Nothing could be further from the truth. We have one of the most open foreign investment regulatory regimes in the world. Very few investment proposals even require government consent. Those that do have to meet a national interest test. Most pass it. Our fish resource is a national asset and no government could or should be indifferent to who has rights to use it. The government has done no more than apply the national interest test enshrined in pre-existing legislation to the applications by foreigners to own a large part of the fish quota. This in no possible way signals hostility to foreign investment.

I am saying that longer-term considerations of interaction with the environment will form a part of the new business framework. That should be welcomed because it creates a more, not less secure foundation for businesses that are there for the long haul.

The regulatory environment that has emerged in recent years has also not been helpful. It has tended to help bulk buyers rather than niche innovators. The electricity review, and the telecommunications review should help to rebalance that part of the business framework.

If we look at our business mix, there is an inescapable conclusion that during the 1990s, levels of business activity were propped up by rapidly rising private debt. Household debt doubled, from about 50 percent of annual disposable income to nearer 100 percent. A lot of that debt was sourced offshore and intermediated by the banks through to local borrowers.

It is not possible to keep an economy growing by relying on an ever-expanding level of private debt, particularly if that is associated with a persistent current account deficit.

The business mix therefore needs to alter so that there is a more consistent element of export growth and investment growth, relative to private consumption.

That sort of mix is consistent with more stable growth and with less damaging monetary policy tightenings. In the course of that there will be examples of enterprises that are not experiencing the same sales volumes as they did during the heady days of America’s Cup and millennium partying. They will make good copy. Overall, though, for each bad news story we should expect two good news stories.

There is a good flow of income into the export industries in particular and into the provincial economies in general. On top of that there will be some hiccups. Volatile petrol prices is one that comes to mind. It doesn’t help, though, if everything is presented with a negative gloss on it.

Let me give you two examples. Last week, the preliminary April trade figures were released. They painted a reasonably optimistic picture, with the rate of export growth rising and the rate of import growth falling. There were distortions created by the petrol price increases and some recent lumpy imports of aircraft, but overall there was a marked improvement in the trend balance.
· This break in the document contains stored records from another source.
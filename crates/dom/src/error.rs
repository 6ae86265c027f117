use crate::node::Location;
use thiserror::Error;

#[derive(Error, Debug, Clone)]
pub enum DomError {
    #[error("XML syntax error at {location}: {message}")]
    Syntax { message: String, location: Location },

    #[error("Unbound namespace prefix '{prefix}' at {location}")]
    UnboundPrefix { prefix: String, location: Location },

    #[error("Mismatched end tag '{found}' (expected '{expected}') at {location}")]
    MismatchedEndTag {
        expected: String,
        found: String,
        location: Location,
    },

    #[error("Unknown entity reference '&{name};' at {location}")]
    UnknownEntity { name: String, location: Location },

    #[error("Element '{0}' is not closed")]
    UnclosedElement(String),

    #[error("Document has no root element")]
    NoRootElement,

    #[error("Document has more than one root element")]
    MultipleRootElements,
}

impl DomError {
    pub(crate) fn syntax(message: impl Into<String>, location: Location) -> Self {
        DomError::Syntax {
            message: message.into(),
            location,
        }
    }
}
Unfortunately, the focus was on the negatives in the headline numbers, not the positives in the trend.

I also read an article in the Timaru Herald about the “tripple whammy” farmers were facing with a falling dollar, rising petrol prices and rising transport costs. Now rising petrol prices and rising transport costs are one and the same whammy. But the extraordinary aspect of that report was the price change that had the one biggest single impact on improving farm incomes – a lower exchange rate – was portrayed, almost instinctively, and certainly unthinkingly as a negative.

There is a need to get out of this funk. There is a new configuration of the business environment. It is fairer, environmentally sustainable and more sensitive to the tradeable sector. It is not radically different from the old one. It is still open, and transparent. The government does not direct or stifle. Our regulatory environment remains one of the lightest in the world.

I can now get back to how the Budget could help redirect the momentum of business along this more desirable and sustainable path. I am not going to give you the line by line detail and the precise dollars attached to each element.

There are, though, four big picture features of the Budget that contribute to creating and sustaining this more balanced business environment.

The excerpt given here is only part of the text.